The Authority of the Bible

One of the most popular articles I’ve written is on the deutero-Isaiah hypothesis — the rather silly idea Isaiah didn’t actually write the book with his name on it.

John quotes from both halves of Isaiah, and attributes them to Isaiah. So who wrote Isaiah? Isaiah did.

Some people don’t like God’s Word, and express their God-denial in not-so-nice terms.

…it is patently obvious to me that you are no student of the text at all. In fact, it is more apparent that you’ve performed no scholarship at all. In fact, you are merely poorly echoing on bits and pieces of feeble literature on divine inspiration and divine authorship. … You could have at least honored the school of higher criticism with a dignified, scholarly, and well-reasonsed honest approach. But you didn’t do that either. Sheesh! I’d be embarrassed.

As I’ve said before, if someone came to me with the theory the moon is made of cheese, should I (we) spend time honoring their theory with a dignified, scholarly, well-reasoned rebuttal of moon-cheese?

Hardly (in reality, moon-cheese proponents have a better argument than deutero-Isaiah fans).

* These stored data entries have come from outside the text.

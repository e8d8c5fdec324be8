use std::collections::BTreeMap;
use std::fs;
use std::path::Path;

use serde::{Deserialize, Serialize};

use crate::error::Result;
use crate::store::account::{LegacyAccount, UserAccount};

pub const SCHEMA_VERSION: u32 = 2;

/// The whole persisted state: one JSON document, all accounts keyed by
/// username. Version 1 was a bare `username -> record` map with
/// optional fields; version 2 wraps it and requires the full shape.
#[derive(Debug, Clone, Serialize, Deserialize)]
pub struct BankDocument {
    pub schema_version: u32,
    pub accounts: BTreeMap<String, UserAccount>,
}

impl BankDocument {
    pub fn empty() -> Self {
        Self {
            schema_version: SCHEMA_VERSION,
            accounts: BTreeMap::new(),
        }
    }

    /// Load the document, migrating a legacy flat map in the process.
    /// Returns the document and whether a migration ran (the caller
    /// persists immediately so the upgrade happens exactly once).
    /// A missing or malformed file fails the load outright.
    pub fn load(path: &Path) -> Result<(Self, bool)> {
        let raw = fs::read_to_string(path)?;
        let value: serde_json::Value = serde_json::from_str(&raw)?;

        if value.get("schema_version").is_some() {
            let document: BankDocument = serde_json::from_value(value)?;
            return Ok((document, false));
        }

        // Legacy layout: upgrade every record in one pass.
        let legacy: BTreeMap<String, LegacyAccount> = serde_json::from_value(value)?;
        let accounts = legacy
            .into_iter()
            .map(|(username, record)| {
                let account = UserAccount::from_legacy(&username, record);
                (username, account)
            })
            .collect();

        Ok((
            Self {
                schema_version: SCHEMA_VERSION,
                accounts,
            },
            true,
        ))
    }

    /// Rewrite the whole document. Writes to a sibling temp file and
    /// renames it over the target so a crash never leaves a torn file.
    pub fn save(&self, path: &Path) -> Result<()> {
        let json = serde_json::to_string_pretty(self)?;

        let tmp = path.with_extension("json.tmp");
        fs::write(&tmp, json)?;
        fs::rename(&tmp, path)?;
        Ok(())
    }
}
use std::fmt;
use std::str::FromStr;

use serde::{Deserialize, Serialize};

use crate::error::AppError;

/// Direction of a booked transaction.
#[derive(Debug, Clone, Copy, PartialEq, Eq, Hash, Serialize, Deserialize)]
pub enum TransactionKind {
    Deposit,
    Withdraw,
}

impl TransactionKind {
    /// Canonical string stored in the account document.
    pub fn as_str(&self) -> &'static str {
        match self {
            TransactionKind::Deposit => "Deposit",
            TransactionKind::Withdraw => "Withdraw",
        }
    }
}

impl fmt::Display for TransactionKind {
    fn fmt(&self, f: &mut fmt::Formatter<'_>) -> fmt::Result {
        write!(f, "{}", self.as_str())
    }
}

impl FromStr for TransactionKind {
    type Err = AppError;

    fn from_str(s: &str) -> Result<Self, Self::Err> {
        match s {
            "Deposit" => Ok(TransactionKind::Deposit),
            "Withdraw" => Ok(TransactionKind::Withdraw),
            other => Err(AppError::Internal(format!("Unknown transaction kind: {}", other))),
        }
    }
}

#[cfg(test)]
mod tests {
    use super::*;

    #[test]
    fn test_round_trip() {
        for kind in [TransactionKind::Deposit, TransactionKind::Withdraw] {
            assert_eq!(kind.as_str().parse::<TransactionKind>().unwrap(), kind);
        }
    }

    #[test]
    fn test_serde_matches_document_strings() {
        assert_eq!(serde_json::to_string(&TransactionKind::Deposit).unwrap(), "\"Deposit\"");
        assert_eq!(
            serde_json::from_str::<TransactionKind>("\"Withdraw\"").unwrap(),
            TransactionKind::Withdraw
        );
    }
}
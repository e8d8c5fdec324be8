use std::sync::Arc;

use axum::extract::{FromRequestParts, OptionalFromRequestParts};
use axum::http::request::Parts;
use axum::response::{IntoResponse, Redirect, Response};
use axum::routing::{get, post};
use axum::Router;

pub mod auth;
pub mod banking;
pub mod pages;

use crate::auth::{session, CredentialStore, SessionKey};
use crate::services::BankingService;
use crate::store::AccountStore;

#[derive(Clone)]
pub struct AppState {
    pub store: Arc<AccountStore>,
    pub banking: Arc<BankingService>,
    pub credentials: Arc<CredentialStore>,
    pub sessions: Arc<SessionKey>,
}

impl AppState {
    pub fn new(
        store: Arc<AccountStore>,
        banking: Arc<BankingService>,
        credentials: Arc<CredentialStore>,
        sessions: Arc<SessionKey>,
    ) -> Self {
        Self {
            store,
            banking,
            credentials,
            sessions,
        }
    }
}

/// The full HTTP surface. Account pages sit behind the `SessionUser`
/// extractor; everything else is public.
pub fn router(state: AppState) -> Router {
    Router::new()
        .route("/", get(pages::index))
        .route("/home", get(pages::home))
        .route("/corporate", get(pages::corporate))
        .route("/nri", get(pages::nri))
        .route("/contact", get(pages::contact))
        .route("/login", post(auth::login))
        .route("/signup", get(auth::signup_form).post(auth::signup))
        .route("/logout", get(auth::logout))
        .route("/dashboard", get(banking::dashboard))
        .route("/personal-banking", get(banking::personal_banking))
        .route("/transactions", get(banking::transactions))
        .route("/deposit", post(banking::deposit))
        .route("/withdraw", post(banking::withdraw))
        .with_state(state)
}

/// Logged-in user, taken from the signed session cookie. Extraction
/// failing sends the browser back to the login page.
pub struct SessionUser(pub String);

pub struct AuthRedirect;

impl IntoResponse for AuthRedirect {
    fn into_response(self) -> Response {
        Redirect::to("/").into_response()
    }
}

impl FromRequestParts<AppState> for SessionUser {
    type Rejection = AuthRedirect;

    async fn from_request_parts(
        parts: &mut Parts,
        state: &AppState,
    ) -> Result<Self, Self::Rejection> {
        let token = session::extract_session_token(&parts.headers).ok_or(AuthRedirect)?;
        let username = state.sessions.verify(&token).ok_or(AuthRedirect)?;
        Ok(SessionUser(username))
    }
}

// `Option<SessionUser>` for pages that render either way.
impl OptionalFromRequestParts<AppState> for SessionUser {
    type Rejection = std::convert::Infallible;

    async fn from_request_parts(
        parts: &mut Parts,
        state: &AppState,
    ) -> Result<Option<Self>, Self::Rejection> {
        Ok(session::extract_session_token(&parts.headers)
            .and_then(|token| state.sessions.verify(&token))
            .map(SessionUser))
    }
}

#[cfg(test)]
mod tests {
    use super::*;
    use std::sync::atomic::{AtomicU32, Ordering};

    use axum::body::Body;
    use axum::http::header::{CONTENT_TYPE, COOKIE, SET_COOKIE};
    use axum::http::{Request, StatusCode};
    use tower::ServiceExt;

    static COUNTER: AtomicU32 = AtomicU32::new(0);

    fn test_app() -> Router {
        let n = COUNTER.fetch_add(1, Ordering::SeqCst);
        let path = std::env::temp_dir().join(format!(
            "cloudbankx-api-{}-{}.json",
            std::process::id(),
            n
        ));
        let _ = std::fs::remove_file(&path);

        let store = Arc::new(AccountStore::open_or_create(path).unwrap());
        let banking = Arc::new(BankingService::new(Arc::clone(&store)));
        let credentials = Arc::new(CredentialStore::new());
        let sessions = Arc::new(SessionKey::random());
        router(AppState::new(store, banking, credentials, sessions))
    }

    fn form_post(uri: &str, body: &str) -> Request<Body> {
        Request::builder()
            .method("POST")
            .uri(uri)
            .header(CONTENT_TYPE, "application/x-www-form-urlencoded")
            .body(Body::from(body.to_string()))
            .unwrap()
    }

    fn get(uri: &str) -> Request<Body> {
        Request::builder().uri(uri).body(Body::empty()).unwrap()
    }

    fn get_with_cookie(uri: &str, cookie: &str) -> Request<Body> {
        Request::builder()
            .uri(uri)
            .header(COOKIE, cookie)
            .body(Body::empty())
            .unwrap()
    }

    async fn signup_and_login(app: &Router, username: &str, password: &str) -> String {
        let body = format!(
            "username={u}&password={p}&confirm_password={p}",
            u = username,
            p = password
        );
        let response = app.clone().oneshot(form_post("/signup", &body)).await.unwrap();
        assert_eq!(response.status(), StatusCode::SEE_OTHER);

        let body = format!("username={}&password={}", username, password);
        let response = app.clone().oneshot(form_post("/login", &body)).await.unwrap();
        assert_eq!(response.status(), StatusCode::SEE_OTHER);

        let set_cookie = response.headers().get(SET_COOKIE).unwrap().to_str().unwrap();
        // "name=value; Path=/; HttpOnly" -> "name=value"
        set_cookie.split(';').next().unwrap().to_string()
    }

    #[tokio::test]
    async fn test_public_pages_render() {
        let app = test_app();
        for uri in ["/", "/home", "/corporate", "/nri", "/contact", "/signup"] {
            let response = app.clone().oneshot(get(uri)).await.unwrap();
            assert_eq!(response.status(), StatusCode::OK, "{} should render", uri);
        }
    }

    #[tokio::test]
    async fn test_account_pages_redirect_without_session() {
        let app = test_app();
        for uri in ["/dashboard", "/personal-banking", "/transactions"] {
            let response = app.clone().oneshot(get(uri)).await.unwrap();
            assert_eq!(response.status(), StatusCode::SEE_OTHER, "{} should redirect", uri);
        }
    }

    #[tokio::test]
    async fn test_signup_login_dashboard_flow() {
        let app = test_app();
        let cookie = signup_and_login(&app, "alice", "s3cret").await;

        let response = app
            .clone()
            .oneshot(get_with_cookie("/dashboard", &cookie))
            .await
            .unwrap();
        assert_eq!(response.status(), StatusCode::OK);
    }

    #[tokio::test]
    async fn test_signup_password_mismatch_rejected() {
        let app = test_app();
        let response = app
            .clone()
            .oneshot(form_post(
                "/signup",
                "username=alice&password=one&confirm_password=two",
            ))
            .await
            .unwrap();
        assert_eq!(response.status(), StatusCode::BAD_REQUEST);
    }

    #[tokio::test]
    async fn test_signup_duplicate_rejected() {
        let app = test_app();
        signup_and_login(&app, "alice", "s3cret").await;

        let response = app
            .clone()
            .oneshot(form_post(
                "/signup",
                "username=alice&password=other&confirm_password=other",
            ))
            .await
            .unwrap();
        assert_eq!(response.status(), StatusCode::CONFLICT);
    }

    #[tokio::test]
    async fn test_login_with_bad_password_rejected() {
        let app = test_app();
        signup_and_login(&app, "alice", "s3cret").await;

        let response = app
            .clone()
            .oneshot(form_post("/login", "username=alice&password=wrong"))
            .await
            .unwrap();
        assert_eq!(response.status(), StatusCode::UNAUTHORIZED);
    }

    #[tokio::test]
    async fn test_deposit_and_withdraw_round_trip() {
        let app = test_app();
        let cookie = signup_and_login(&app, "alice", "s3cret").await;

        let mut request = form_post("/deposit", "amount=250.50");
        request.headers_mut().insert(COOKIE, cookie.parse().unwrap());
        let response = app.clone().oneshot(request).await.unwrap();
        assert_eq!(response.status(), StatusCode::SEE_OTHER);

        let mut request = form_post("/withdraw", "amount=50");
        request.headers_mut().insert(COOKIE, cookie.parse().unwrap());
        let response = app.clone().oneshot(request).await.unwrap();
        assert_eq!(response.status(), StatusCode::SEE_OTHER);

        let response = app
            .clone()
            .oneshot(get_with_cookie("/personal-banking", &cookie))
            .await
            .unwrap();
        assert_eq!(response.status(), StatusCode::OK);
    }

    #[tokio::test]
    async fn test_invalid_amount_rejected() {
        let app = test_app();
        let cookie = signup_and_login(&app, "alice", "s3cret").await;

        for amount in ["abc", "-5", "0"] {
            let mut request = form_post("/deposit", &format!("amount={}", amount));
            request.headers_mut().insert(COOKIE, cookie.parse().unwrap());
            let response = app.clone().oneshot(request).await.unwrap();
            assert_eq!(response.status(), StatusCode::BAD_REQUEST, "amount {}", amount);
        }
    }

    #[tokio::test]
    async fn test_overdraw_rejected() {
        let app = test_app();
        let cookie = signup_and_login(&app, "alice", "s3cret").await;

        // Opening balance is 1000.00.
        let mut request = form_post("/withdraw", "amount=1000.01");
        request.headers_mut().insert(COOKIE, cookie.parse().unwrap());
        let response = app.clone().oneshot(request).await.unwrap();
        assert_eq!(response.status(), StatusCode::BAD_REQUEST);
    }

    #[tokio::test]
    async fn test_logout_clears_session() {
        let app = test_app();
        let response = app.clone().oneshot(get("/logout")).await.unwrap();
        assert_eq!(response.status(), StatusCode::SEE_OTHER);

        let set_cookie = response.headers().get(SET_COOKIE).unwrap().to_str().unwrap();
        assert!(set_cookie.contains("Max-Age=0"));
    }
}
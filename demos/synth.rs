use clap::Parser;

use bool_synth::format::FormatConfig;
use bool_synth::{layout, parse, reconstruct, simplify, stringify, truth_table};

#[derive(Debug, Parser)]
#[command(author, version)]
struct Cli {
    /// Boolean expression, e.g. "a'b + ab'" or "NAND(a, b, c)".
    #[arg(value_name = "EXPR")]
    expr: String,

    /// Write NAND/NOR in De Morgan expanded form.
    #[clap(long)]
    expanded: bool,

    /// Print the circuit in DOT format.
    #[clap(long)]
    dot: bool,

    /// Print the truth table.
    #[clap(long)]
    table: bool,

    /// Enable debug logging.
    #[clap(short, long)]
    verbose: bool,
}

fn main() -> color_eyre::Result<()> {
    color_eyre::install()?;

    let args = Cli::parse();

    simplelog::TermLogger::init(
        if args.verbose {
            simplelog::LevelFilter::Debug
        } else {
            simplelog::LevelFilter::Info
        },
        simplelog::Config::default(),
        simplelog::TerminalMode::Mixed,
        simplelog::ColorChoice::Auto,
    )?;

    let config = FormatConfig { expanded: args.expanded };

    let e = parse(&args.expr)?;
    println!("parsed     = {}", stringify(&e, &config));
    println!("variables  = {:?}", e.collect_variables());
    println!("depth      = {}, size = {}", e.depth(), e.size());

    let s = simplify(&e);
    println!("simplified = {}", stringify(&s, &config));

    let graph = layout(&e);
    println!(
        "circuit    = {} inputs, {} gates, {} edges",
        graph.inputs().count(),
        graph.gates().count(),
        graph.edges.len()
    );
    let back = reconstruct(&graph.nodes, &graph.edges)?;
    println!("rebuilt    = {}", stringify(&back, &config));
    assert!(back.equivalent(&e));

    if args.table {
        let table = truth_table(&e);
        println!();
        println!("{} | f", table.variables.join(" "));
        for row in &table.rows {
            let values: Vec<&str> = row.assignment.iter().map(|&v| if v { "1" } else { "0" }).collect();
            println!("{} | {}", values.join(" "), u8::from(row.result));
        }
    }

    if args.dot {
        println!();
        print!("{}", graph.to_dot()?);
    }

    Ok(())
}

With all due respect, your argument is total garbage. It’s premises are naive and its conclusions are weak. Many of the theologians who believe in the Deutero-Isaiah theory are confessing Christians who espouse belief in the theory because almost all of the evidence that we have ...

Most of these negative comments don’t contribute much, and contain errors.

  • Argument from majority — “everyone believes it”
  • Personal attacks — “you’re stupid”
  • Argument from authority — “smart people believe it”

The last one is funny. For you (ahem) youth-challenged people, remember this Camel ad?

The tag line: more doctors smoke Camels, than any other cigarette. Surely you take the word of a doctor, don’t you?

One person buried in the quagmire who actually did something beside make snarky comments brought up a valid point which is worth addressing (as opposed to moon-cheese).

Isaiah is proven to be the sole author of the book by John saying so? Using the Bible to prove the Bible is a brazen exercise in circular reasoning.

That displays a common misunderstanding of the Bible. What is that major, yet simple, error?

The Bible isn’t one book — it’s 66 books written by dozens of authors over thousands of years.

Nobody would argue otherwise … and yet … they do.

The Bible compiles many authors writings over thousands of years. It speaks with a single voice, but most definitely is not a single book.

When John speaks of Isaiah, it’s the same as Lincoln speaking of Washington.

What they subtly miss when stating the Bible is one book — it’s an admission a single theme runs through it, almost as if a silent spirit guided these guys while writing.


Trying to claim the Bible as one book shows two things:

  1. Liberals don’t understand the Bible. Perhaps they should study a bit of history.
  2. Liberals admit a singular theme exists — as if the writings were guided by the Holy Spirit.

Don’t get caught up in their mistakes. The Bible speaks with one voice, but it is not one book.

For that reason, when John mentions Isaiah as the author, it’s not circular reasoning, it’s credible testimony and evidence.